//! DJ set database operations: inserts and the two read projections
//!
//! The listing attaches artist, venue, and analytics in one joined query
//! ordered by performance datetime descending. The detail view additionally
//! resolves the tracklist (ordered by position) and each song's
//! contributing artists.

use crate::error::Result;
use chrono::{DateTime, Utc};
use serde::Serialize;
use sqlx::{sqlite::SqliteRow, Row, SqlitePool};
use tracklist_common::db::models::{Artist, DjSet, SetAnalytics, SetSong, Song, Venue};
use uuid::Uuid;

/// A set with its artist, venue, and analytics attached (listing projection)
#[derive(Debug, Clone, Serialize)]
pub struct SetSummary {
    pub set: DjSet,
    pub artist: Artist,
    pub venue: Option<Venue>,
    pub analytics: Option<SetAnalytics>,
}

/// One tracklist entry of the detail projection
#[derive(Debug, Clone, Serialize)]
pub struct TracklistItem {
    pub position: i64,
    pub song: Song,
    pub contributors: Vec<Artist>,
}

/// Full detail projection of a single set
#[derive(Debug, Clone, Serialize)]
pub struct SetDetail {
    pub set: DjSet,
    pub artist: Artist,
    pub venue: Option<Venue>,
    pub analytics: Option<SetAnalytics>,
    pub tracklist: Vec<TracklistItem>,
}

/// Save a new set to the database
pub async fn insert_set(pool: &SqlitePool, set: &DjSet) -> Result<()> {
    sqlx::query(
        r#"
        INSERT INTO dj_sets (
            guid, title, set_datetime, duration_minutes, artist_id, venue_id,
            created_at, updated_at
        ) VALUES (?, ?, ?, ?, ?, ?, CURRENT_TIMESTAMP, CURRENT_TIMESTAMP)
        "#,
    )
    .bind(set.guid.to_string())
    .bind(&set.title)
    .bind(set.set_datetime)
    .bind(set.duration_minutes)
    .bind(set.artist_id.to_string())
    .bind(set.venue_id.map(|v| v.to_string()))
    .execute(pool)
    .await?;

    Ok(())
}

/// Link a song into a set's tracklist at an explicit position
pub async fn insert_tracklist_link(pool: &SqlitePool, link: &SetSong) -> Result<()> {
    sqlx::query(
        r#"
        INSERT INTO set_songs (set_id, song_id, position, created_at)
        VALUES (?, ?, ?, CURRENT_TIMESTAMP)
        "#,
    )
    .bind(link.set_id.to_string())
    .bind(link.song_id.to_string())
    .bind(link.position)
    .execute(pool)
    .await?;

    Ok(())
}

const SUMMARY_SELECT: &str = r#"
    SELECT s.guid, s.title, s.set_datetime, s.duration_minutes, s.artist_id, s.venue_id,
           a.display_name AS artist_display_name, a.country AS artist_country,
           v.name AS venue_name, v.capacity AS venue_capacity, v.address AS venue_address,
           an.set_id AS analytics_set_id, an.tickets_sold, an.attendance_count,
           an.stream_count, an.like_count
    FROM dj_sets s
    JOIN artists a ON s.artist_id = a.guid
    LEFT JOIN venues v ON s.venue_id = v.guid
    LEFT JOIN set_analytics an ON an.set_id = s.guid
"#;

/// List all sets with artist, venue, and analytics attached,
/// ordered by performance datetime descending
pub async fn list_sets(pool: &SqlitePool) -> Result<Vec<SetSummary>> {
    let sql = format!("{} ORDER BY s.set_datetime DESC", SUMMARY_SELECT);
    let rows = sqlx::query(&sql).fetch_all(pool).await?;

    let mut sets = Vec::with_capacity(rows.len());
    for row in rows {
        sets.push(summary_from_row(&row)?);
    }

    Ok(sets)
}

/// Fetch one set by identity with the full tracklist attached
///
/// Returns None when the identity does not resolve.
pub async fn find_set_detail(pool: &SqlitePool, set_id: Uuid) -> Result<Option<SetDetail>> {
    let sql = format!("{} WHERE s.guid = ?", SUMMARY_SELECT);
    let row = sqlx::query(&sql)
        .bind(set_id.to_string())
        .fetch_optional(pool)
        .await?;

    let summary = match row {
        Some(row) => summary_from_row(&row)?,
        None => return Ok(None),
    };

    let tracklist = load_tracklist(pool, set_id).await?;

    Ok(Some(SetDetail {
        set: summary.set,
        artist: summary.artist,
        venue: summary.venue,
        analytics: summary.analytics,
        tracklist,
    }))
}

/// Load a set's tracklist ordered by position, with contributing artists
async fn load_tracklist(pool: &SqlitePool, set_id: Uuid) -> Result<Vec<TracklistItem>> {
    let rows = sqlx::query(
        r#"
        SELECT ss.position, sg.guid AS song_guid, sg.title AS song_title
        FROM set_songs ss
        JOIN songs sg ON ss.song_id = sg.guid
        WHERE ss.set_id = ?
        ORDER BY ss.position
        "#,
    )
    .bind(set_id.to_string())
    .fetch_all(pool)
    .await?;

    let mut tracklist = Vec::with_capacity(rows.len());
    for row in rows {
        let song_guid_str: String = row.get("song_guid");
        let song = Song {
            guid: Uuid::parse_str(&song_guid_str)?,
            title: row.get("song_title"),
        };
        let contributors = super::songs::list_song_contributors(pool, song.guid).await?;

        tracklist.push(TracklistItem {
            position: row.get("position"),
            song,
            contributors,
        });
    }

    Ok(tracklist)
}

/// Build a SetSummary from one joined row
fn summary_from_row(row: &SqliteRow) -> Result<SetSummary> {
    let guid_str: String = row.get("guid");
    let artist_id_str: String = row.get("artist_id");
    let venue_id_str: Option<String> = row.get("venue_id");
    let set_datetime: DateTime<Utc> = row.get("set_datetime");

    let artist_id = Uuid::parse_str(&artist_id_str)?;
    let venue_id = venue_id_str.as_deref().map(Uuid::parse_str).transpose()?;

    let set = DjSet {
        guid: Uuid::parse_str(&guid_str)?,
        title: row.get("title"),
        set_datetime,
        duration_minutes: row.get("duration_minutes"),
        artist_id,
        venue_id,
    };

    let artist = Artist {
        guid: artist_id,
        display_name: row.get("artist_display_name"),
        country: row.get("artist_country"),
    };

    let venue = venue_id.map(|guid| Venue {
        guid,
        name: row.get("venue_name"),
        capacity: row.get("venue_capacity"),
        address: row.get("venue_address"),
    });

    let analytics_set_id: Option<String> = row.get("analytics_set_id");
    let analytics = match analytics_set_id {
        Some(id_str) => Some(SetAnalytics {
            set_id: Uuid::parse_str(&id_str)?,
            tickets_sold: row.get("tickets_sold"),
            attendance_count: row.get("attendance_count"),
            stream_count: row.get("stream_count"),
            like_count: row.get("like_count"),
        }),
        None => None,
    };

    Ok(SetSummary {
        set,
        artist,
        venue,
        analytics,
    })
}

■ ■ ■

*PROBLEM DESCRIPTION*: All the data is to be copied over exactly as it stands.

*SOLUTION TO THIS PROBLEM*:
//! DJ set database operations: inserts and the two read projections
//!
//! The listing attaches artist, venue, and analytics in one joined query
//! ordered by performance datetime descending. The detail view additionally
//! resolves the tracklist (ordered by position) and each song's
//! contributing artists.

use crate::error::Result;
use chrono::{DateTime, Utc};
use serde::Serialize;
use sqlx::{sqlite::SqliteRow, Row, SqlitePool};
use tracklist_common::db::models::{Artist, DjSet, SetAnalytics, SetSong, Song, Venue};
use uuid::Uuid;

/// A set with its artist, venue, and analytics attached (listing projection)
#[derive(Debug, Clone, Serialize)]
pub struct SetSummary {
    pub set: DjSet,
    pub artist: Artist,
    pub venue: Option<Venue>,
    pub analytics: Option<SetAnalytics>,
}

/// One tracklist entry of the detail projection
#[derive(Debug, Clone, Serialize)]
pub struct TracklistItem {
    pub position: i64,
    pub song: Song,
    pub contributors: Vec<Artist>,
}

/// Full detail projection of a single set
#[derive(Debug, Clone, Serialize)]
pub struct SetDetail {
    pub set: DjSet,
    pub artist: Artist,
    pub venue: Option<Venue>,
    pub analytics: Option<SetAnalytics>,
    pub tracklist: Vec<TracklistItem>,
}

/// Save a new set to the database
pub async fn insert_set(pool: &SqlitePool, set: &DjSet) -> Result<()> {
    sqlx::query(
        r#"
        INSERT INTO dj_sets (
            guid, title, set_datetime, duration_minutes, artist_id, venue_id,
            created_at, updated_at
        ) VALUES (?, ?, ?, ?, ?, ?, CURRENT_TIMESTAMP, CURRENT_TIMESTAMP)
        "#,
    )
    .bind(set.guid.to_string())
    .bind(&set.title)
    .bind(set.set_datetime)
    .bind(set.duration_minutes)
    .bind(set.artist_id.to_string())
    .bind(set.venue_id.map(|v| v.to_string()))
    .execute(pool)
    .await?;

    Ok(())
}

/// Link a song into a set's tracklist at an explicit position
pub async fn insert_tracklist_link(pool: &SqlitePool, link: &SetSong) -> Result<()> {
    sqlx::query(
        r#"
        INSERT INTO set_songs (set_id, song_id, position, created_at)
        VALUES (?, ?, ?, CURRENT_TIMESTAMP)
        "#,
    )
    .bind(link.set_id.to_string())
    .bind(link.song_id.to_string())
    .bind(link.position)
    .execute(pool)
    .await?;

    Ok(())
}

const SUMMARY_SELECT: &str = r#"
    SELECT s.guid, s.title, s.set_datetime, s.duration_minutes, s.artist_id, s.venue_id,
           a.display_name AS artist_display_name, a.country AS artist_country,
           v.name AS venue_name, v.capacity AS venue_capacity, v.address AS venue_address,
           an.set_id AS analytics_set_id, an.tickets_sold, an.attendance_count,
           an.stream_count, an.like_count
    FROM dj_sets s
    JOIN artists a ON s.artist_id = a.guid
    LEFT JOIN venues v ON s.venue_id = v.guid
    LEFT JOIN set_analytics an ON an.set_id = s.guid
"#;

/// List all sets with artist, venue, and analytics attached,
/// ordered by performance datetime descending
pub async fn list_sets(pool: &SqlitePool) -> Result<Vec<SetSummary>> {
    let sql = format!("{} ORDER BY s.set_datetime DESC", SUMMARY_SELECT);
    let rows = sqlx::query(&sql).fetch_all(pool).await?;

    let mut sets = Vec::with_capacity(rows.len());
    for row in rows {
        sets.push(summary_from_row(&row)?);
    }

    Ok(sets)
}

/// Fetch one set by identity with the full tracklist attached
///
/// Returns None when the identity does not resolve.
pub async fn find_set_detail(pool: &SqlitePool, set_id: Uuid) -> Result<Option<SetDetail>> {
    let sql = format!("{} WHERE s.guid = ?", SUMMARY_SELECT);
    let row = sqlx::query(&sql)
        .bind(set_id.to_string())
        .fetch_optional(pool)
        .await?;

    let summary = match row {
        Some(row) => summary_from_row(&row)?,
        None => return Ok(None),
    };

    let tracklist = load_tracklist(pool, set_id).await?;

    Ok(Some(SetDetail {
        set: summary.set,
        artist: summary.artist,
        venue: summary.venue,
        analytics: summary.analytics,
        tracklist,
    }))
}

/// Load a set's tracklist ordered by position, with contributing artists
async fn load_tracklist(pool: &SqlitePool, set_id: Uuid) -> Result<Vec<TracklistItem>> {
    let rows = sqlx::query(
        r#"
        SELECT ss.position, sg.guid AS song_guid, sg.title AS song_title
        FROM set_songs ss
        JOIN songs sg ON ss.song_id = sg.guid
        WHERE ss.set_id = ?
        ORDER BY ss.position
        "#,
    )
    .bind(set_id.to_string())
    .fetch_all(pool)
    .await?;

    let mut tracklist = Vec::with_capacity(rows.len());
    for row in rows {
        let song_guid_str: String = row.get("song_guid");
        let song = Song {
            guid: Uuid::parse_str(&song_guid_str)?,
            title: row.get("song_title"),
        };
        let contributors = super::songs::list_song_contributors(pool, song.guid).await?;

        tracklist.push(TracklistItem {
            position: row.get("position"),
            song,
            contributors,
        });
    }

    Ok(tracklist)
}

/// Build a SetSummary from one joined row
fn summary_from_row(row: &SqliteRow) -> Result<SetSummary> {
    let guid_str: String = row.get("guid");
    let artist_id_str: String = row.get("artist_id");
    let venue_id_str: Option<String> = row.get("venue_id");
    let set_datetime: DateTime<Utc> = row.get("set_datetime");

    let artist_id = Uuid::parse_str(&artist_id_str)?;
    let venue_id = venue_id_str.as_deref().map(Uuid::parse_str).transpose()?;

    let set = DjSet {
        guid: Uuid::parse_str(&guid_str)?,
        title: row.get("title"),
        set_datetime,
        duration_minutes: row.get("duration_minutes"),
        artist_id,
        venue_id,
    };

    let artist = Artist {
        guid: artist_id,
        display_name: row.get("artist_display_name"),
        country: row.get("artist_country"),
    };

    let venue = venue_id.map(|guid| Venue {
        guid,
        name: row.get("venue_name"),
        capacity: row.get("venue_capacity"),
        address: row.get("venue_address"),
    });

    let analytics_set_id: Option<String> = row.get("analytics_set_id");
    let analytics = match analytics_set_id {
        Some(id_str) => Some(SetAnalytics {
            set_id: Uuid::parse_str(&id_str)?,
            tickets_sold: row.get("tickets_sold"),
            attendance_count: row.get("attendance_count"),
            stream_count: row.get("stream_count"),
            like_count: row.get("like_count"),
        }),
        None => None,
    };

    Ok(SetSummary {
        set,
        artist,
        venue,
        analytics,
    })
}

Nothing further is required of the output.